The diameter d [mm] of each rectifying passage 15, the axial length L [mm], and the wind velocity u [m / s] of the airflow flowing along the surface of the coating film 21 are L / d ² ≧ 1950 × u. It is preferable to satisfy the relational expression, and it is more preferable to satisfy the relational expression of L / d ² ≧ 4300 × u. When the inventor actually verified using fluid simulation, when L / d ² <4300 × u, rectification is insufficient to reduce the turbulence intensity to 1%, and when L / d ² <1950 × u, Rectification is insufficient to reduce the turbulence intensity to 2%.

Moreover, it is preferable that the diameter d [mm] of each rectification passage 15 and the axial length L [mm] satisfy the relational expression of L / d ² ≦ 24000. When L / d ² > 24000, the pressure loss in the rectifying passage 15 is high, which is not preferable in terms of device design.

  Although not necessarily essential, it is preferable that the exhaust part 12 also has a plurality of rectifying passages 15 bundled in parallel with each other, like the air supply part 11. In this case, the gas sucked into the exhaust pipe 13b from the exhaust part 12 passes through each rectifying passage 15 so that the flow direction is regulated by the wall of the rectifying passage 15 and the axial direction of the rectifying passage 15 Are aligned in parallel with each other. Thereby, the turbulent intensity | strength of the airflow which flows along the surface of the coating film 21 can be reduced more effectively.

  As shown in FIG. 2, the distance A from the end of the air supply unit 11 on the exhaust unit 12 side to the end of the exhaust unit 12 on the air supply unit 11 side is preferably 150 cm or less. In this case, the solvent vapor evaporated from the coating film 21 can be efficiently exhausted from the exhaust unit 12 before being saturated on the coating film 21. In the example shown, A = 150 cm.

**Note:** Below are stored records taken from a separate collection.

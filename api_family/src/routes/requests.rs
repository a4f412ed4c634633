use actix_web::{
    Responder, get, post, put,
    web::{self},
};
use common::{
    error::{AppError, Res},
    http::Success,
    jwt::JwtClaims,
};
use db::models::request::FamilyRequest;
use uuid::Uuid;

use crate::{
    Family,
    dtos::request::{InvitationResponse, NoteRequest},
};

/// Loads a request and makes sure the caller is the payer it belongs to.
async fn owned_request(family: &Family, claims: &JwtClaims, request_id: Uuid) -> Res<FamilyRequest> {
    let request = family.request(request_id).await?;
    if request.master_user_id != claims.user_id {
        return Err(AppError::Forbidden(
            "Only the payer can manage this seat".to_string(),
        ));
    }
    Ok(request)
}

/// Shows an invitation to the person holding its code.
#[get("/requests/{code}")]
pub async fn get_request(
    claims: web::ReqData<JwtClaims>,
    family: web::Data<Family>,
    path: web::Path<String>,
) -> Res<impl Responder> {
    let request = family.open(&path.into_inner()).await?;
    Success::ok(InvitationResponse::for_viewer(request, claims.user_id))
}

/// Redeems an invitation for the signed in user.
///
/// Rejections (used, own subscription, expired) come back as 409, 400 and
/// 410 with the reason in the body.
#[post("/requests/{code}/accept")]
pub async fn post_accept(
    claims: web::ReqData<JwtClaims>,
    family: web::Data<Family>,
    path: web::Path<String>,
) -> Res<impl Responder> {
    let donation = family.donate_code(claims.user_id, &path.into_inner()).await?;
    Success::created(donation)
}

#[post("/requests/{id}/release")]
pub async fn post_release(
    claims: web::ReqData<JwtClaims>,
    family: web::Data<Family>,
    path: web::Path<Uuid>,
) -> Res<impl Responder> {
    let request = owned_request(&family, &claims, path.into_inner()).await?;
    let request = family.release(request.id).await?;
    Success::ok(request)
}

#[put("/requests/{id}/note")]
pub async fn put_note(
    claims: web::ReqData<JwtClaims>,
    family: web::Data<Family>,
    path: web::Path<Uuid>,
    req: web::Json<NoteRequest>,
) -> Res<impl Responder> {
    let request = owned_request(&family, &claims, path.into_inner()).await?;
    let request = family.set_note(request.id, req.into_inner().note).await?;
    Success::ok(request)
}

/// Lists the seats of one of the caller's subscriptions, topping them up first.
#[get("/subscriptions/{id}/requests")]
pub async fn get_subscription_requests(
    claims: web::ReqData<JwtClaims>,
    family: web::Data<Family>,
    path: web::Path<Uuid>,
) -> Res<impl Responder> {
    let subscription = family.subscription(path.into_inner()).await?;
    if subscription.user_id != claims.user_id {
        return Err(AppError::Forbidden(
            "This subscription belongs to someone else".to_string(),
        ));
    }
    let requests = family.ensure_requests(subscription.id).await?;
    Success::ok(requests)
}
//! Collaborator seams of the family engine.
//!
//! Every engine operation runs against one [`Backend::Tx`], a unit of work
//! that sees the request store, the plan registry and the subscription and
//! payment collaborators through the traits below. Nothing is visible to
//! other transactions until [`Backend::commit`]; dropping a transaction
//! discards it.

use async_trait::async_trait;
use chrono::NaiveDateTime;
use common::error::Res;
use db::{
    dtos::{
        payment::PaymentItemCreateRequest,
        request::{RequestAcceptRequest, RequestCreateRequest},
        subscription::{LineageFilter, SubscriptionCreateRequest, SubscriptionRangeUpdate},
    },
    models::{
        payment::{Payment, PaymentItem},
        plan_link::PlanLink,
        request::FamilyRequest,
        subscription::Subscription,
    },
};
use uuid::Uuid;

/// Persistence of family requests.
#[async_trait]
pub trait RequestStore: Send {
    async fn request_by_id(&mut self, request_id: Uuid) -> Res<Option<FamilyRequest>>;

    /// Reads a request and keeps it locked for the rest of the transaction.
    async fn request_for_update(&mut self, request_id: Uuid) -> Res<Option<FamilyRequest>>;

    async fn request_by_code(&mut self, code: &str) -> Res<Option<FamilyRequest>>;

    /// All requests of a payer subscription, oldest first.
    async fn requests_by_master(&mut self, master_subscription_id: Uuid)
    -> Res<Vec<FamilyRequest>>;

    async fn request_by_slave_subscription(
        &mut self,
        slave_subscription_id: Uuid,
    ) -> Res<Option<FamilyRequest>>;

    async fn has_accepted_request(
        &mut self,
        master_subscription_id: Uuid,
        slave_user_id: Uuid,
    ) -> Res<bool>;

    async fn insert_request(&mut self, data: RequestCreateRequest) -> Res<FamilyRequest>;

    /// Compare-and-swap `created -> accepted`. `None` means the request was
    /// not `created` anymore.
    async fn accept_request(
        &mut self,
        request_id: Uuid,
        data: RequestAcceptRequest,
    ) -> Res<Option<FamilyRequest>>;

    async fn link_slave_subscription(
        &mut self,
        request_id: Uuid,
        slave_subscription_id: Uuid,
    ) -> Res<FamilyRequest>;

    /// Compare-and-swap `accepted -> canceled`.
    async fn cancel_request(
        &mut self,
        request_id: Uuid,
        now: NaiveDateTime,
    ) -> Res<Option<FamilyRequest>>;

    async fn mark_opened(&mut self, request_id: Uuid, now: NaiveDateTime) -> Res<FamilyRequest>;

    async fn update_note(
        &mut self,
        request_id: Uuid,
        note: Option<String>,
        now: NaiveDateTime,
    ) -> Res<FamilyRequest>;

    async fn update_expiry(
        &mut self,
        request_id: Uuid,
        expires_at: Option<NaiveDateTime>,
        now: NaiveDateTime,
    ) -> Res<FamilyRequest>;
}

/// Which plans are shareable and how.
#[async_trait]
pub trait PlanRegistry: Send {
    async fn plan_link(&mut self, master_plan_id: Uuid) -> Res<Option<PlanLink>>;

    async fn master_plan_ids(&mut self) -> Res<Vec<Uuid>>;
}

/// The subscriptions collaborator.
#[async_trait]
pub trait Subscriptions: Send {
    async fn subscription(&mut self, subscription_id: Uuid) -> Res<Option<Subscription>>;

    /// Serializes work on one payer subscription for the rest of the transaction.
    async fn lock_subscription(&mut self, subscription_id: Uuid) -> Res<()>;

    async fn create_subscription(&mut self, data: SubscriptionCreateRequest) -> Res<Subscription>;

    async fn update_subscription_range(
        &mut self,
        subscription_id: Uuid,
        data: SubscriptionRangeUpdate,
    ) -> Res<Subscription>;

    /// Ends the subscription at `now`; `false` if it had already ended.
    async fn stop_subscription(&mut self, subscription_id: Uuid, now: NaiveDateTime) -> Res<bool>;

    /// Where a day-based extension for `user_id` on `plan_id` should start:
    /// the end of their latest running subscription, or `now`.
    async fn extension_anchor(
        &mut self,
        plan_id: Uuid,
        user_id: Uuid,
        now: NaiveDateTime,
    ) -> Res<NaiveDateTime>;

    async fn lineage_candidates(&mut self, filter: LineageFilter) -> Res<Vec<Subscription>>;
}

/// The payments collaborator. Read-mostly: charging is not our business.
#[async_trait]
pub trait Payments: Send {
    async fn purchase_for(&mut self, subscription_id: Uuid) -> Res<Option<Payment>>;

    async fn payment(&mut self, payment_id: Uuid) -> Res<Option<Payment>>;

    async fn line_items(&mut self, payment_id: Uuid, item_type: &str) -> Res<Vec<PaymentItem>>;

    async fn payment_meta(&mut self, payment_id: Uuid, key: &str) -> Res<Option<String>>;

    async fn add_line_item(&mut self, data: PaymentItemCreateRequest) -> Res<PaymentItem>;
}

/// Key/value metadata attached to subscriptions.
#[async_trait]
pub trait SubscriptionMeta: Send {
    async fn subscription_meta(&mut self, subscription_id: Uuid, key: &str)
    -> Res<Option<String>>;

    async fn set_subscription_meta(
        &mut self,
        subscription_id: Uuid,
        key: &str,
        value: &str,
    ) -> Res<()>;
}

/// Everything an engine operation may touch inside one transaction.
pub trait FamilyRepo: RequestStore + PlanRegistry + Subscriptions + Payments + SubscriptionMeta {}

impl<T> FamilyRepo for T where T: RequestStore + PlanRegistry + Subscriptions + Payments + SubscriptionMeta
{}

/// Hands out transactions over a [`FamilyRepo`].
#[async_trait]
pub trait Backend: Send + Sync {
    type Tx: FamilyRepo;

    async fn begin(&self) -> Res<Self::Tx>;

    async fn commit(&self, tx: Self::Tx) -> Res<()>;
}
use common::error::{AppError, Res};
use sqlx::{
    PgPool,
    postgres::{PgConnectOptions, PgSslMode},
};
use std::{str::FromStr, sync::Arc};

pub mod meta;
pub mod payment;
pub mod plan_link;
pub mod request;
pub mod subscription;

pub mod models {
    pub mod payment;
    pub mod plan_link;
    pub mod request;
    pub mod subscription;
}

pub mod dtos {
    pub mod payment;
    pub mod request;
    pub mod subscription;
}

/// Connects to Postgres, creating the database first if it does not exist,
/// and runs the bundled migrations.
pub async fn setup(database_url: &str, require_ssl: bool) -> Res<Arc<PgPool>> {
    let url = url::Url::parse(database_url)
        .map_err(|e| AppError::Internal(format!("Invalid DATABASE_URL: {}", e)))?;
    let db_name = url.path().trim_start_matches('/');
    let username = url.username();
    let password = url.password().unwrap_or("");
    let host = url.host_str().unwrap_or("localhost");
    let port = url.port().unwrap_or(5432);

    let admin_url = format!(
        "postgresql://{}:{}@{}:{}/postgres",
        username, password, host, port
    );

    let mut admin_options = PgConnectOptions::from_str(&admin_url)?;
    if require_ssl {
        admin_options = admin_options.ssl_mode(PgSslMode::Require);
    }

    let admin_pool = PgPool::connect_with(admin_options).await?;

    let exists: bool =
        sqlx::query_scalar("SELECT EXISTS (SELECT 1 FROM pg_database WHERE datname = $1)")
            .bind(db_name)
            .fetch_one(&admin_pool)
            .await?;

    if !exists {
        log::info!("Creating database {}", db_name);
        sqlx::query(&format!("CREATE DATABASE \"{}\"", db_name))
            .execute(&admin_pool)
            .await?;
    }

    admin_pool.close().await;

    let mut options = PgConnectOptions::from_str(database_url)?;
    if require_ssl {
        options = options.ssl_mode(PgSslMode::Require);
    }
    let pool = PgPool::connect_with(options).await?;

    sqlx::migrate!("./migrations").run(&pool).await?;

    Ok(Arc::new(pool))
}
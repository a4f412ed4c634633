//! Seat line items of configurable family plans.
//!
//! When the payer chooses how many seats of which plan to buy, the purchase
//! carries one `family_subscription` line item per chosen plan. The
//! generator later hands out one request per unit of these items.

use common::error::{AppError, Res};
use db::dtos::payment::PaymentItemCreateRequest;
use serde::{Deserialize, Serialize};
use serde_json::Value as JsonValue;
use uuid::Uuid;

use crate::provisioning::ITEM_TYPE_FAMILY;

/// One chosen seat plan.
#[derive(Debug, Clone, PartialEq, Serialize, Deserialize)]
pub struct PaymentItemConfig {
    /// Plan the redeemer of these seats receives.
    pub plan_id: Uuid,
    pub count: i32,
    /// Net price per seat in minor units; free seats when absent.
    #[serde(default)]
    pub price: Option<i64>,
    #[serde(default)]
    pub vat: Option<i64>,
    #[serde(default)]
    pub no_vat: bool,
    #[serde(default)]
    pub name: Option<String>,
    #[serde(default)]
    pub meta: JsonValue,
}

impl PaymentItemConfig {
    pub fn new(plan_id: Uuid, count: i32) -> Self {
        PaymentItemConfig {
            plan_id,
            count,
            price: None,
            vat: None,
            no_vat: false,
            name: None,
            meta: JsonValue::Null,
        }
    }

    pub fn with_price(mut self, price: i64) -> Self {
        self.price = Some(price);
        self
    }

    pub fn with_vat(mut self, vat: i64) -> Self {
        self.vat = Some(vat);
        self
    }

    pub fn with_name(mut self, name: impl Into<String>) -> Self {
        self.name = Some(name.into());
        self
    }

    pub fn with_meta(mut self, meta: JsonValue) -> Self {
        self.meta = meta;
        self
    }

    fn validate(&self) -> Res<()> {
        if self.count <= 0 {
            return Err(AppError::BadRequest(format!(
                "Seat count for plan {} must be positive, got {}",
                self.plan_id, self.count
            )));
        }
        if self.price.is_some_and(|price| price < 0) {
            return Err(AppError::BadRequest(format!(
                "Seat price for plan {} cannot be negative",
                self.plan_id
            )));
        }
        if self.vat.is_some() && self.no_vat {
            return Err(AppError::BadRequest(format!(
                "Seats of plan {} cannot carry VAT and be VAT exempt",
                self.plan_id
            )));
        }
        if self.name.as_deref().is_some_and(|name| name.trim().is_empty()) {
            return Err(AppError::BadRequest(format!(
                "Seat name for plan {} is empty",
                self.plan_id
            )));
        }
        if self.net_total().is_none() {
            return Err(AppError::BadRequest(format!(
                "Seat total for plan {} is too large",
                self.plan_id
            )));
        }
        if !(self.meta.is_null() || self.meta.is_object()) {
            return Err(AppError::BadRequest(format!(
                "Seat meta for plan {} must be an object",
                self.plan_id
            )));
        }
        Ok(())
    }

    fn net_total(&self) -> Option<i64> {
        self.price.unwrap_or(0).checked_mul(i64::from(self.count))
    }
}

/// The seat selection of one purchase.
#[derive(Debug, Clone, Default, PartialEq, Serialize, Deserialize)]
pub struct PaymentItemsConfig {
    pub items: Vec<PaymentItemConfig>,
}

impl PaymentItemsConfig {
    pub fn new(items: Vec<PaymentItemConfig>) -> Self {
        PaymentItemsConfig { items }
    }

    pub fn push(&mut self, item: PaymentItemConfig) {
        self.items.push(item);
    }

    pub fn validate(&self) -> Res<()> {
        if self.items.is_empty() {
            return Err(AppError::BadRequest(
                "At least one seat plan must be chosen".to_string(),
            ));
        }
        self.items.iter().try_for_each(PaymentItemConfig::validate)?;
        self.net_total().map(|_| ())
    }

    pub fn seat_count(&self) -> usize {
        self.items
            .iter()
            .map(|item| item.count.max(0) as usize)
            .sum()
    }

    /// Sum of price times count. VAT is passed through, never computed here.
    pub fn net_total(&self) -> Res<i64> {
        self.items
            .iter()
            .try_fold(0i64, |total, item| {
                item.net_total().and_then(|line| total.checked_add(line))
            })
            .ok_or_else(|| AppError::BadRequest("Total of the chosen seats is too large".to_string()))
    }

    pub fn to_line_items(&self, payment_id: Uuid) -> Res<Vec<PaymentItemCreateRequest>> {
        self.validate()?;
        Ok(self
            .items
            .iter()
            .map(|item| PaymentItemCreateRequest {
                payment_id,
                item_type: ITEM_TYPE_FAMILY.to_string(),
                plan_id: Some(item.plan_id),
                unit_count: item.count,
                unit_price: item.price.unwrap_or(0),
                vat: item.vat,
                no_vat: item.no_vat,
                name: item.name.clone(),
                meta: match &item.meta {
                    JsonValue::Null => serde_json::json!({}),
                    meta => meta.clone(),
                },
            })
            .collect())
    }
}

#[cfg(test)]
mod tests {
    use super::*;

    fn sample() -> (Uuid, Uuid, PaymentItemsConfig) {
        let (kids, adults) = (Uuid::new_v4(), Uuid::new_v4());
        let config = PaymentItemsConfig::new(vec![
            PaymentItemConfig::new(kids, 3).with_price(400).with_vat(84),
            PaymentItemConfig::new(adults, 2)
                .with_price(900)
                .with_name("Adult seat")
                .with_meta(serde_json::json!({ "tier": "adult" })),
        ]);
        (kids, adults, config)
    }

    #[test]
    fn totals() {
        let (_, _, config) = sample();
        assert!(config.validate().is_ok());
        assert_eq!(config.seat_count(), 5);
        assert_eq!(config.net_total().unwrap(), 3 * 400 + 2 * 900);
    }

    #[test]
    fn line_items_carry_seat_type_and_vat() {
        let (kids, adults, config) = sample();
        let payment_id = Uuid::new_v4();
        let items = config.to_line_items(payment_id).unwrap();

        assert_eq!(items.len(), 2);
        assert!(items.iter().all(|i| i.item_type == ITEM_TYPE_FAMILY && i.payment_id == payment_id));
        assert_eq!(items[0].plan_id, Some(kids));
        assert_eq!(items[0].vat, Some(84));
        assert_eq!(items[0].meta, serde_json::json!({}));
        assert_eq!(items[1].plan_id, Some(adults));
        assert_eq!(items[1].name.as_deref(), Some("Adult seat"));
        assert_eq!(items[1].meta["tier"], "adult");
    }

    #[test]
    fn rejects_bad_selections() {
        let plan = Uuid::new_v4();
        let cases = [
            PaymentItemsConfig::default(),
            PaymentItemsConfig::new(vec![PaymentItemConfig::new(plan, 0)]),
            PaymentItemsConfig::new(vec![PaymentItemConfig::new(plan, 1).with_price(-1)]),
            PaymentItemsConfig::new(vec![PaymentItemConfig::new(plan, 1).with_name("  ")]),
            PaymentItemsConfig::new(vec![
                PaymentItemConfig::new(plan, 1).with_meta(serde_json::json!([1, 2])),
            ]),
            PaymentItemsConfig::new(vec![PaymentItemConfig {
                no_vat: true,
                ..PaymentItemConfig::new(plan, 1).with_vat(10)
            }]),
        ];
        for config in cases {
            assert!(
                matches!(config.to_line_items(Uuid::new_v4()), Err(AppError::BadRequest(_))),
                "{:?} should be rejected",
                config
            );
        }
    }

    #[test]
    fn oversized_totals_are_rejected() {
        let plan = Uuid::new_v4();
        let line = PaymentItemsConfig::new(vec![PaymentItemConfig::new(plan, 3).with_price(i64::MAX / 2)]);
        assert!(matches!(line.net_total(), Err(AppError::BadRequest(_))));
        assert!(matches!(line.to_line_items(Uuid::new_v4()), Err(AppError::BadRequest(_))));

        let sum = PaymentItemsConfig::new(vec![
            PaymentItemConfig::new(plan, 1).with_price(i64::MAX),
            PaymentItemConfig::new(Uuid::new_v4(), 1).with_price(1),
        ]);
        assert!(matches!(sum.validate(), Err(AppError::BadRequest(_))));
    }

    #[test]
    fn deserializes_with_defaults() {
        let plan = Uuid::new_v4();
        let config: PaymentItemsConfig = serde_json::from_value(serde_json::json!({
            "items": [{ "plan_id": plan, "count": 2 }]
        }))
        .unwrap();
        assert_eq!(config.items[0], PaymentItemConfig::new(plan, 2));
        assert_eq!(config.net_total().unwrap(), 0);
    }
}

  In the present embodiment, as shown in FIG. 2, the air supply unit 11 and the exhaust unit 12 are arranged to face each other along the traveling direction of the base material 20. In the illustrated example, the air supply unit 11 is disposed on the upstream side in the traveling direction of the base material 20 with respect to the exhaust unit 12, and between the air supply unit 11 and the exhaust unit 12, An airflow that flows in the same direction as the traveling direction is formed. Thereby, since the airflow formed between the air supply part 11 and the exhaust part 12 is rarely disturbed by the influence of the conveyance of the base material 20, the turbulence intensity of the airflow can be stably reduced. it can.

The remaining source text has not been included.